Crawford Brough Macpherson (1911–87) A Canadian political theorist, Macpherson developed a leftist form of liberalism that reflects the influence of Marxism. He portrayed early liberalism as a form of possessive individualism, intrinsically linked to market society. His critique of liberal democracy stressed liberalism’s pre-democratic features and acknowledged its bias in favour of capitalism. Nevertheless, he argued that the basic liberal democratic principle of equal liberty could ultimately be realised, but only within conditions of participatory democracy and in a non-market social environment. Macpherson’s major works include The Political Theory of Possessive Individualism (1962), Democratic Theory (1973) and The Life and Times of Liberal Democracy (1977).

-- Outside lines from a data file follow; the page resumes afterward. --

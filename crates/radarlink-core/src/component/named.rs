//! Registers addressed by name
//!
//! A [`RegisterMap`] names the registers of a component and the bit fields
//! inside them. It is loaded from RON:
//!
//! ```ron
//! (
//!     registers: [
//!         (
//!             name: "MAIN",
//!             address: 0x00,
//!             reset: 0x1C8270,
//!             fields: [
//!                 (name: "FRAME_START", offset: 0, width: 1),
//!                 (name: "LOAD_STRL_PERIODS", offset: 12, width: 4),
//!             ],
//!         ),
//!     ],
//! )
//! ```
//!
//! [`NamedRegisters`] accepts `REGISTER`, `REGISTER.FIELD` or a plain
//! number (`0x1f`, `31`) wherever the [`Registers`] proxy takes an
//! address. Field writes become one device-side modify, so the other bits
//! of the register keep their value.

use super::Registers;
use std::collections::BTreeMap;
use std::fs;
use std::io::{self, BufRead, Write};
use std::path::Path;
use std::sync::Arc;
use thiserror::Error;

/// Fields whose name starts with this are not exposed
const RESERVED_PREFIX: &str = "RSVD";

#[derive(Debug, Error)]
pub enum NamedError {
    #[error("I/O error: {0}")]
    Io(#[from] io::Error),
    #[error("parse error: {0}")]
    Parse(#[from] ron::error::SpannedError),
    #[error("validation error: {0}")]
    Validation(String),
    #[error("unknown register {0}")]
    UnknownRegister(String),
    #[error("register {register} has no field {field}")]
    UnknownField { register: String, field: String },
    /// Bursts and batch reads address whole registers only
    #[error("{0} is a bit field")]
    FieldAccess(String),
    #[error("value {value:#x} does not fit {name}")]
    ValueTooWide { name: String, value: u32 },
    #[error("config line {line}: {reason}")]
    Config { line: usize, reason: &'static str },
    #[error(transparent)]
    Device(#[from] crate::error::Error),
}

pub type NamedResult<T> = std::result::Result<T, NamedError>;

// ============================================================================
// RON deserialization types
// ============================================================================

#[derive(Debug, Clone, serde::Deserialize)]
struct FieldDef {
    name: String,
    offset: u8,
    width: u8,
}

#[derive(Debug, Clone, serde::Deserialize)]
struct RegisterDef {
    name: String,
    address: u32,
    #[serde(default)]
    reset: u32,
    #[serde(default)]
    fields: Vec<FieldDef>,
}

#[derive(Debug, Clone, serde::Deserialize)]
struct MapDef {
    registers: Vec<RegisterDef>,
}

// ============================================================================
// Register map
// ============================================================================

/// Bits of one register holding a single value
#[derive(Debug, Clone, Copy, PartialEq, Eq)]
pub struct BitField {
    /// Mask in register position
    pub mask: u32,
    /// Position of the lowest bit
    pub offset: u8,
}

impl BitField {
    /// Field of `width` bits at `offset`, if it fits a 32-bit register
    pub fn new(offset: u8, width: u8) -> Option<Self> {
        if width == 0 || u32::from(offset) + u32::from(width) > 32 {
            return None;
        }
        let ones = ((1u64 << width) - 1) as u32;
        Some(Self {
            mask: ones << offset,
            offset,
        })
    }

    /// Largest value the field holds
    pub fn max_value(&self) -> u32 {
        self.mask >> self.offset
    }

    /// Field value from a whole register value
    pub fn extract(&self, register: u32) -> u32 {
        (register & self.mask) >> self.offset
    }

    /// Field value moved into register position
    pub fn place(&self, value: u32) -> u32 {
        (value << self.offset) & self.mask
    }
}

/// One named register
#[derive(Debug, Clone, PartialEq, Eq)]
pub struct NamedRegister {
    pub address: u32,
    /// Value after reset
    pub reset: u32,
    pub fields: BTreeMap<String, BitField>,
}

/// Register names and bit fields of one component type
#[derive(Debug, Clone, Default)]
pub struct RegisterMap {
    registers: BTreeMap<String, NamedRegister>,
}

impl RegisterMap {
    /// Empty map; only numeric names resolve
    pub fn new() -> Self {
        Self::default()
    }

    /// Load a map from a RON file
    pub fn load_file(path: &Path) -> NamedResult<Self> {
        let content = fs::read_to_string(path)?;
        let map = Self::from_ron(&content)?;
        log::debug!("Loaded {} registers from {}", map.len(), path.display());
        Ok(map)
    }

    /// Parse a map from RON text
    pub fn from_ron(content: &str) -> NamedResult<Self> {
        let def: MapDef = ron::from_str(content)?;
        let mut map = Self::new();
        for reg in def.registers {
            let mut fields = BTreeMap::new();
            for field in reg.fields {
                if field.name.starts_with(RESERVED_PREFIX) {
                    continue;
                }
                let bits = BitField::new(field.offset, field.width).ok_or_else(|| {
                    NamedError::Validation(format!(
                        "{}.{}: {} bits at {} do not fit 32 bits",
                        reg.name, field.name, field.width, field.offset
                    ))
                })?;
                if fields.insert(field.name.clone(), bits).is_some() {
                    return Err(NamedError::Validation(format!(
                        "{}.{} defined twice",
                        reg.name, field.name
                    )));
                }
            }
            if map.registers.contains_key(&reg.name) {
                return Err(NamedError::Validation(format!(
                    "register {} defined twice",
                    reg.name
                )));
            }
            map.insert(
                reg.name,
                NamedRegister {
                    address: reg.address,
                    reset: reg.reset,
                    fields,
                },
            );
        }
        Ok(map)
    }

    /// Add or replace a register
    pub fn insert(&mut self, name: impl Into<String>, register: NamedRegister) {
        self.registers.insert(name.into(), register);
    }

    /// Look up a register by name
    pub fn get(&self, name: &str) -> Option<&NamedRegister> {
        self.registers.get(name)
    }

    pub fn len(&self) -> usize {
        self.registers.len()
    }

    pub fn is_empty(&self) -> bool {
        self.registers.is_empty()
    }

    /// Name of the register at `address`
    pub fn name_of(&self, address: u32) -> Option<&str> {
        self.registers
            .iter()
            .find(|(_, reg)| reg.address == address)
            .map(|(name, _)| name.as_str())
    }

    /// (address, reset value) of every register, by address
    pub fn reset_values(&self) -> Vec<(u32, u32)> {
        let mut values: Vec<_> = self
            .registers
            .values()
            .map(|reg| (reg.address, reg.reset))
            .collect();
        values.sort_unstable();
        values
    }

    /// Address and optional field for `name`
    pub fn resolve(&self, name: &str) -> NamedResult<(u32, Option<BitField>)> {
        if name.starts_with(|c: char| c.is_ascii_digit()) {
            return parse_number(name)
                .map(|address| (address, None))
                .ok_or_else(|| NamedError::UnknownRegister(name.to_string()));
        }

        let (register, field) = match name.split_once('.') {
            Some((register, field)) => (register, Some(field)),
            None => (name, None),
        };
        let entry = self
            .registers
            .get(register)
            .ok_or_else(|| NamedError::UnknownRegister(register.to_string()))?;
        let bits = match field {
            Some(field) => Some(*entry.fields.get(field).ok_or_else(|| {
                NamedError::UnknownField {
                    register: register.to_string(),
                    field: field.to_string(),
                }
            })?),
            None => None,
        };
        Ok((entry.address, bits))
    }

    /// Write `pairs` as `NAME address value` lines, in hex
    pub fn save_config(&self, out: &mut impl Write, pairs: &[(u32, u32)]) -> io::Result<()> {
        for &(address, value) in pairs {
            let name = self.name_of(address).unwrap_or("-");
            writeln!(out, "{} {:04x} {:04x}", name, address, value)?;
        }
        Ok(())
    }

    /// Read `NAME address value` lines back into pairs
    ///
    /// The name column is informational; the address decides.
    pub fn load_config(input: impl BufRead) -> NamedResult<Vec<(u32, u32)>> {
        let mut pairs = Vec::new();
        for (index, line) in input.lines().enumerate() {
            let line = line?;
            let line = line.trim();
            if line.is_empty() || line.starts_with('#') {
                continue;
            }
            let bad = |reason| NamedError::Config {
                line: index + 1,
                reason,
            };
            let mut columns = line.split_whitespace().skip(1);
            let address = columns.next().ok_or_else(|| bad("missing address"))?;
            let value = columns.next().ok_or_else(|| bad("missing value"))?;
            let address = u32::from_str_radix(address, 16).map_err(|_| bad("bad address"))?;
            let value = u32::from_str_radix(value, 16).map_err(|_| bad("bad value"))?;
            pairs.push((address, value));
        }
        Ok(pairs)
    }
}

fn parse_number(s: &str) -> Option<u32> {
    match s.strip_prefix("0x").or_else(|| s.strip_prefix("0X")) {
        Some(hex) => u32::from_str_radix(hex, 16).ok(),
        None => s.parse().ok(),
    }
}

// ============================================================================
// Named access
// ============================================================================

/// A component's [`Registers`] addressed through a [`RegisterMap`]
#[derive(Clone)]
pub struct NamedRegisters {
    registers: Registers,
    map: Arc<RegisterMap>,
}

Robert Dahl (1915– ) A US political scientist, Dahl is a leading exponent of pluralist theory. He contrasts modern democratic systems with the classical democracy of Ancient Greece, using the term ‘polyarchy’ to refer to rule by the many, as distinct from rule by all citizens. His empirical studies led him to conclude that the system of competitive elections prevents any permanent elite from emerging and ensures wide, if imperfect, access to the political process. His later writings reflect a growing awareness of the tension between democracy and the power of major capitalist corporations. Dahl’s major works include A Preface to Democratic Theory (1956), Who Governs? (1963), Dilemmas of Pluralist Democracy (1982) and A Preface to Economic Democracy (1985).